**Activity**
Retrieve each line that contains the word "parts" from the entries below.

___

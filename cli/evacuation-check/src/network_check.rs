// This Source Code Form is subject to the terms of the Mozilla Public
// License, v. 2.0. If a copy of the MPL was not distributed with this
// file, You can obtain one at https://mozilla.org/MPL/2.0/.
//
// Copyright 2026 Edgecast Cloud LLC.

//! Guest-to-guest connectivity checks
//!
//! A check logs into the source instance over `ssh` with the instance
//! keypair and pings an address from inside the guest. Guests need a moment
//! to settle after a migration, so the check retries until a ping gets a
//! reply or the check timeout runs out.

use std::path::PathBuf;
use std::sync::Mutex;
use std::time::Duration;

use async_trait::async_trait;
use clap::ValueEnum;
use nova_api::Server;
use serde::Deserialize;
use thiserror::Error;
use tokio::process::Command;
use tokio::time::{Instant, timeout};
use wait_util::{WaitConfig, WaitError, wait_for};

/// Default time a single ping check may take, including retries.
pub const DEFAULT_CHECK_TIMEOUT: Duration = Duration::from_secs(3 * 60);

/// Credential used to log into instances
#[derive(Debug, Clone, PartialEq, Eq)]
pub struct Keypair {
    /// Private half of the keypair injected into the instances
    pub private_key: PathBuf,
}

/// Which instance address to ssh to
#[derive(Debug, Clone, Copy, Default, PartialEq, Eq, ValueEnum, Deserialize)]
#[serde(rename_all = "lowercase")]
pub enum AddressPreference {
    /// Floating IP, falling back to the fixed IP
    #[default]
    Floating,
    /// Fixed IP only (needs a jump host inside the tenant network)
    Fixed,
}

/// How instances are reached for connectivity checks
#[derive(Debug, Clone, PartialEq, Eq)]
pub struct Environment {
    pub login: String,
    /// `ssh -J` destination, e.g. a controller with a leg in the tenant net
    pub jump_host: Option<String>,
    pub address: AddressPreference,
    pub ssh_options: Vec<String>,
    pub ping_count: u32,
    pub check_timeout: Duration,
    pub retry_interval: Duration,
}

impl Default for Environment {
    fn default() -> Self {
        Self {
            login: "cirros".to_string(),
            jump_host: None,
            address: AddressPreference::Floating,
            ssh_options: vec![
                "StrictHostKeyChecking=no".to_string(),
                "UserKnownHostsFile=/dev/null".to_string(),
                "BatchMode=yes".to_string(),
                "ConnectTimeout=10".to_string(),
            ],
            ping_count: 1,
            check_timeout: DEFAULT_CHECK_TIMEOUT,
            retry_interval: Duration::from_secs(5),
        }
    }
}

impl Environment {
    /// The address used to log into `server`
    pub fn login_address(&self, server: &Server) -> Result<String, CheckError> {
        let ips = server.ips();
        let addr = match self.address {
            AddressPreference::Floating => ips.floating.or(ips.fixed),
            AddressPreference::Fixed => ips.fixed,
        };
        addr.ok_or_else(|| CheckError::NoAddress {
            server: server.name.clone(),
        })
    }
}

#[derive(Debug, Error)]
pub enum CheckError {
    #[error("instance {server} has no usable address")]
    NoAddress { server: String },

    #[error("ping from {from} to {to} failed: {detail}")]
    PingFailed {
        from: String,
        to: String,
        detail: String,
    },

    #[error("failed to launch ssh: {0}")]
    Spawn(#[source] std::io::Error),
}

/// Performs a ping from inside one instance
#[async_trait]
pub trait ConnectivityCheck: Send + Sync {
    async fn check_ping(
        &self,
        env: &Environment,
        from: &Server,
        keypair: &Keypair,
        ip_to_ping: &str,
    ) -> Result<(), CheckError>;
}

/// Packet counts from a ping summary line
#[derive(Debug, Clone, Copy, PartialEq, Eq)]
pub struct PingSummary {
    pub transmitted: u32,
    pub received: u32,
}

/// Parse the statistics line of iputils or busybox ping:
///
/// ```text
/// 3 packets transmitted, 3 received, 0% packet loss, time 2003ms
/// 3 packets transmitted, 3 packets received, 0% packet loss
/// ```
pub fn parse_ping_summary(output: &str) -> Option<PingSummary> {
    let line = output.lines().find(|l| l.contains("packets transmitted"))?;
    let mut parts = line.split(',');
    let leading_number = |part: Option<&str>| -> Option<u32> {
        part?.split_whitespace().next()?.parse().ok()
    };
    let transmitted = leading_number(parts.next())?;
    let received = leading_number(parts.next())?;
    Some(PingSummary {
        transmitted,
        received,
    })
}

/// Pings through the system `ssh` client
#[derive(Debug, Clone)]
pub struct SshPingCheck {
    pub ssh_program: String,
}

impl Default for SshPingCheck {
    fn default() -> Self {
        Self {
            ssh_program: "ssh".to_string(),
        }
    }
}

impl SshPingCheck {
    /// Arguments passed to `ssh` for one ping attempt
    pub fn command_args(
        env: &Environment,
        keypair: &Keypair,
        login_address: &str,
        ip_to_ping: &str,
    ) -> Vec<String> {
        let mut args = vec!["-i".to_string(), keypair.private_key.display().to_string()];
        for opt in &env.ssh_options {
            args.push("-o".to_string());
            args.push(opt.clone());
        }
        if let Some(jump) = &env.jump_host {
            args.push("-J".to_string());
            args.push(jump.clone());
        }
        args.push(format!("{}@{}", env.login, login_address));
        args.extend([
            "ping".to_string(),
            "-c".to_string(),
            env.ping_count.to_string(),
            ip_to_ping.to_string(),
        ]);
        args
    }

    async fn attempt(&self, args: &[String]) -> Result<Result<PingSummary, String>, CheckError> {
        let output = Command::new(&self.ssh_program)
            .args(args)
            .kill_on_drop(true)
            .output()
            .await
            .map_err(CheckError::Spawn)?;

        let stdout = String::from_utf8_lossy(&output.stdout);
        match parse_ping_summary(&stdout) {
            Some(summary) if output.status.success() && summary.received > 0 => Ok(Ok(summary)),
            Some(summary) => Ok(Err(format!(
                "{} packets transmitted, {} received",
                summary.transmitted, summary.received
            ))),
            None => {
                let stderr = String::from_utf8_lossy(&output.stderr);
                Ok(Err(format!("{} ({})", stderr.trim(), output.status)))
            }
        }
    }
}

#[async_trait]
impl ConnectivityCheck for SshPingCheck {
    async fn check_ping(
        &self,
        env: &Environment,
        from: &Server,
        keypair: &Keypair,
        ip_to_ping: &str,
    ) -> Result<(), CheckError> {
        let login_address = env.login_address(from)?;
        let args = Self::command_args(env, keypair, &login_address, ip_to_ping);
        let last_failure: Mutex<Option<String>> = Mutex::new(None);

        let config = WaitConfig::new(env.check_timeout).with_interval(env.retry_interval);
        let deadline = Instant::now() + env.check_timeout;
        let waiting_for = format!("ping {ip_to_ping} from {}", from.name);
        let (args, last) = (&args, &last_failure);
        let result = wait_for(config, &waiting_for, || async move {
            // A hung ssh or guest ping must not outlive the check.
            let remaining = deadline.saturating_duration_since(Instant::now());
            let Ok(outcome) = timeout(remaining, self.attempt(args)).await else {
                tracing::debug!(from = %from.name, to = ip_to_ping, "ping attempt cut off");
                // Keep the summary of an attempt that did finish.
                if let Ok(mut slot) = last.lock() {
                    slot.get_or_insert_with(|| format!("no answer within {remaining:?}"));
                }
                return Ok(None);
            };
            match outcome {
                Err(e) => Err(e),
                Ok(Ok(summary)) => Ok(Some(summary)),
                Ok(Err(failure)) => {
                    tracing::debug!(
                        from = %from.name,
                        to = ip_to_ping,
                        %failure,
                        "ping attempt failed"
                    );
                    if let Ok(mut slot) = last.lock() {
                        *slot = Some(failure);
                    }
                    Ok(None)
                }
            }
        })
        .await;

        match result {
            Ok(summary) => {
                tracing::info!(
                    from = %from.name,
                    to = ip_to_ping,
                    received = summary.received,
                    "ping succeeded"
                );
                Ok(())
            }
            Err(WaitError::Aborted(e)) => Err(e),
            Err(WaitError::Timeout { elapsed, .. }) => {
                let last = last_failure
                    .lock()
                    .ok()
                    .and_then(|l| l.clone())
                    .unwrap_or_else(|| "none completed".to_string());
                Err(CheckError::PingFailed {
                    from: from.name.clone(),
                    to: ip_to_ping.to_string(),
                    detail: format!("no reply within {elapsed:?}; last attempt: {last}"),
                })
            }
        }
    }
}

___

**Your solution**
    let mut parts = line.split(',');
    let transmitted = leading_number(parts.next())?;
    let received = leading_number(parts.next())?;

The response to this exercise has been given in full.